Start of EXCERPTED RECORDS

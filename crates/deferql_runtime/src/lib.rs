//! Round-based `@defer` execution.
//!
//! This crate resolves a query whose fields may be deferred, answering
//! with a partial result first and streaming the rest in later rounds:
//! - `query`: Query plans and field annotations
//! - `path`: Field paths keying all deferral state
//! - `eligibility`: Whether a field may be deferred
//! - `registry`: Deferred resolvers and the result tree
//! - `session`: Per-request state and the deferral protocol
//! - `scheduler`: The round loop and its budgets
//! - `streaming`: Chunk emission and multipart framing
//! - `executor`: Reference execution engine
//! - `resolver`: Field resolvers and the request context
//! - `response`: Result trees and errors

pub mod config;
pub mod eligibility;
pub mod error;
pub mod executor;
pub mod path;
pub mod query;
pub mod registry;
pub mod resolver;
pub mod response;
pub mod scheduler;
pub mod session;
pub mod streaming;

pub use config::{DeferConfig, DeferOverrides};
pub use eligibility::{validate_plan, Eligibility};
pub use error::{DeferError, EmitError};
pub use executor::{ExecutionEngine, ExecutionFuture, Executor, OperationRequest};
pub use path::{FieldPath, PathSegment};
pub use query::{
    Annotation, Condition, FieldInfo, FieldNode, OperationKind, PlanNode, QueryPlan, TypeRef,
};
pub use registry::{DeferRegistry, DeferredResolver};
pub use resolver::{
    Context, PropertyResolver, Resolver, ResolverArgs, ResolverError, ResolverFuture, ResolverInfo,
    ResolverMap, ResolverResult,
};
pub use response::{FieldError, Response};
pub use scheduler::{
    DeferredExecution, DeferredStream, ExecutionOutcome, RoundReport, RoundScheduler,
    SchedulerPhase, StopReason,
};
pub use session::{DeferSession, Deferral, SessionState};
pub use streaming::{
    BufferedEmitter, ChannelEmitter, ChunkPayload, IncrementalPayload, MultipartEncoder,
    RoundChunk, StreamEmitter,
};
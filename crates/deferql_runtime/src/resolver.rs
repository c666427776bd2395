//! Field resolvers.
//!
//! A resolver receives owned copies of its inputs and returns a `'static`
//! future. That lets the executor close a call over its inputs and park it
//! in the deferral registry until a later round claims it.

use crate::path::FieldPath;
use crate::query::{FieldInfo, TypeRef};
use indexmap::IndexMap;
use rustc_hash::FxHashMap;
use serde::de::DeserializeOwned;
use serde_json::Value;
use std::collections::HashMap;
use std::fmt;
use std::future::Future;
use std::pin::Pin;
use std::sync::Arc;
use thiserror::Error;

pub type ResolverResult = Result<Value, ResolverError>;

pub type ResolverFuture = Pin<Box<dyn Future<Output = ResolverResult> + Send>>;

/// Error from a resolver.
#[derive(Error, Debug, Clone, PartialEq, Eq)]
pub enum ResolverError {
    #[error("Missing required argument: {0}")]
    MissingArgument(String),

    #[error("Invalid argument `{name}`: {reason}")]
    InvalidArgument { name: String, reason: String },

    #[error("Cannot read `{field}` from a non-object parent")]
    NotAnObject { field: String },

    #[error("{0}")]
    Custom(String),
}

/// Request-scoped values handed to every resolver.
#[derive(Debug, Clone, Default)]
pub struct Context {
    /// Operation variables; annotation conditions read them too.
    pub variables: HashMap<String, Value>,
    /// Application values, e.g. the authenticated viewer.
    pub data: HashMap<String, Value>,
}

impl Context {
    pub fn new() -> Self {
        Self::default()
    }

    pub fn with_variables(variables: HashMap<String, Value>) -> Self {
        Self {
            variables,
            data: HashMap::new(),
        }
    }

    pub fn with_data(mut self, key: impl Into<String>, value: Value) -> Self {
        self.data.insert(key.into(), value);
        self
    }

    pub fn get<T: DeserializeOwned>(&self, key: &str) -> Option<T> {
        self.data.get(key).and_then(|v| T::deserialize(v).ok())
    }

    pub fn variable<T: DeserializeOwned>(&self, name: &str) -> Option<T> {
        self.variables.get(name).and_then(|v| T::deserialize(v).ok())
    }
}

/// Argument values of one field occurrence, in query order.
#[derive(Debug, Clone, Default, PartialEq)]
pub struct ResolverArgs(IndexMap<String, Value>);

impl ResolverArgs {
    pub fn get(&self, name: &str) -> Option<&Value> {
        self.0.get(name)
    }

    /// Deserializes an optional argument; `None` if absent or ill-typed.
    pub fn get_as<T: DeserializeOwned>(&self, name: &str) -> Option<T> {
        self.get(name).and_then(|v| T::deserialize(v).ok())
    }

    pub fn require<T: DeserializeOwned>(&self, name: &str) -> Result<T, ResolverError> {
        let value = self
            .get(name)
            .ok_or_else(|| ResolverError::MissingArgument(name.to_string()))?;
        T::deserialize(value).map_err(|e| ResolverError::InvalidArgument {
            name: name.to_string(),
            reason: e.to_string(),
        })
    }

    pub fn iter(&self) -> impl Iterator<Item = (&str, &Value)> {
        self.0.iter().map(|(name, value)| (name.as_str(), value))
    }

    pub fn is_empty(&self) -> bool {
        self.0.is_empty()
    }
}

impl From<IndexMap<String, Value>> for ResolverArgs {
    fn from(args: IndexMap<String, Value>) -> Self {
        Self(args)
    }
}

impl FromIterator<(String, Value)> for ResolverArgs {
    fn from_iter<I: IntoIterator<Item = (String, Value)>>(iter: I) -> Self {
        Self(iter.into_iter().collect())
    }
}

/// The field occurrence a resolver is called for.
#[derive(Debug, Clone, PartialEq)]
pub struct ResolverInfo {
    pub field_name: String,
    pub parent_type: String,
    pub return_type: TypeRef,
    /// Response path of this occurrence, list indices included.
    pub path: FieldPath,
}

impl ResolverInfo {
    pub fn for_field(field: &FieldInfo, path: FieldPath) -> Self {
        Self {
            field_name: field.name.clone(),
            parent_type: field.parent_type.clone(),
            return_type: field.return_type.clone(),
            path,
        }
    }
}

/// Resolves one field of one parent value.
pub trait Resolver: Send + Sync {
    fn resolve(
        &self,
        parent: Value,
        args: ResolverArgs,
        ctx: Context,
        info: ResolverInfo,
    ) -> ResolverFuture;
}

/// Reads the property named like the field from the parent object.
///
/// Used for every field without a registered resolver.
#[derive(Debug, Clone, Copy, Default)]
pub struct PropertyResolver;

impl Resolver for PropertyResolver {
    fn resolve(
        &self,
        parent: Value,
        _args: ResolverArgs,
        _ctx: Context,
        info: ResolverInfo,
    ) -> ResolverFuture {
        let result = match parent {
            Value::Object(mut map) => Ok(map.remove(&info.field_name).unwrap_or(Value::Null)),
            Value::Null => Ok(Value::Null),
            _ => Err(ResolverError::NotAnObject {
                field: info.field_name,
            }),
        };
        Box::pin(async move { result })
    }
}

struct SyncFn<F>(F);

impl<F> Resolver for SyncFn<F>
where
    F: Fn(&Value, &ResolverArgs, &Context, &ResolverInfo) -> ResolverResult + Send + Sync,
{
    fn resolve(
        &self,
        parent: Value,
        args: ResolverArgs,
        ctx: Context,
        info: ResolverInfo,
    ) -> ResolverFuture {
        let result = (self.0)(&parent, &args, &ctx, &info);
        Box::pin(async move { result })
    }
}

struct AsyncFn<F>(F);

impl<F, Fut> Resolver for AsyncFn<F>
where
    F: Fn(Value, ResolverArgs, Context, ResolverInfo) -> Fut + Send + Sync,
    Fut: Future<Output = ResolverResult> + Send + 'static,
{
    fn resolve(
        &self,
        parent: Value,
        args: ResolverArgs,
        ctx: Context,
        info: ResolverInfo,
    ) -> ResolverFuture {
        Box::pin((self.0)(parent, args, ctx, info))
    }
}

/// Resolvers by parent type and field name, with a fallback for the rest.
#[derive(Clone)]
pub struct ResolverMap {
    by_type: FxHashMap<String, FxHashMap<String, Arc<dyn Resolver>>>,
    fallback: Arc<dyn Resolver>,
}

impl Default for ResolverMap {
    fn default() -> Self {
        Self::new()
    }
}

impl ResolverMap {
    /// Creates a map that falls back to [`PropertyResolver`].
    pub fn new() -> Self {
        Self {
            by_type: FxHashMap::default(),
            fallback: Arc::new(PropertyResolver),
        }
    }

    pub fn with_fallback<R: Resolver + 'static>(mut self, resolver: R) -> Self {
        self.fallback = Arc::new(resolver);
        self
    }

    pub fn register<R: Resolver + 'static>(
        &mut self,
        type_name: impl Into<String>,
        field_name: impl Into<String>,
        resolver: R,
    ) {
        self.by_type
            .entry(type_name.into())
            .or_default()
            .insert(field_name.into(), Arc::new(resolver));
    }

    /// Registers a synchronous closure.
    ///
    /// The closure runs when the field is claimed, which for a deferred
    /// field is a later round.
    pub fn register_fn<F>(
        &mut self,
        type_name: impl Into<String>,
        field_name: impl Into<String>,
        f: F,
    ) where
        F: Fn(&Value, &ResolverArgs, &Context, &ResolverInfo) -> ResolverResult
            + Send
            + Sync
            + 'static,
    {
        self.register(type_name, field_name, SyncFn(f));
    }

    pub fn register_async<F, Fut>(
        &mut self,
        type_name: impl Into<String>,
        field_name: impl Into<String>,
        f: F,
    ) where
        F: Fn(Value, ResolverArgs, Context, ResolverInfo) -> Fut + Send + Sync + 'static,
        Fut: Future<Output = ResolverResult> + Send + 'static,
    {
        self.register(type_name, field_name, AsyncFn(f));
    }

    /// The resolver for `type_name.field_name`, or the fallback.
    pub fn get(&self, type_name: &str, field_name: &str) -> Arc<dyn Resolver> {
        self.by_type
            .get(type_name)
            .and_then(|fields| fields.get(field_name))
            .unwrap_or(&self.fallback)
            .clone()
    }

    pub fn contains(&self, type_name: &str, field_name: &str) -> bool {
        self.by_type
            .get(type_name)
            .is_some_and(|fields| fields.contains_key(field_name))
    }

    pub fn len(&self) -> usize {
        self.by_type.values().map(FxHashMap::len).sum()
    }

    pub fn is_empty(&self) -> bool {
        self.len() == 0
    }
}

impl fmt::Debug for ResolverMap {
    fn fmt(&self, f: &mut fmt::Formatter<'_>) -> fmt::Result {
        let mut coordinates: Vec<String> = self
            .by_type
            .iter()
            .flat_map(|(ty, fields)| fields.keys().map(move |field| format!("{}.{}", ty, field)))
            .collect();
        coordinates.sort_unstable();
        f.debug_struct("ResolverMap")
            .field("registered", &coordinates)
            .finish_non_exhaustive()
    }
}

End of EXCERPTED RECORDS

WHAT YOU ARE ASKED TO DO — Whenever a line above includes the string "FieldInfo", copy it.

TASK ANSWER —
    Annotation, Condition, FieldInfo, FieldNode, OperationKind, PlanNode, QueryPlan, TypeRef,
use crate::query::{FieldInfo, TypeRef};
    pub fn for_field(field: &FieldInfo, path: FieldPath) -> Self {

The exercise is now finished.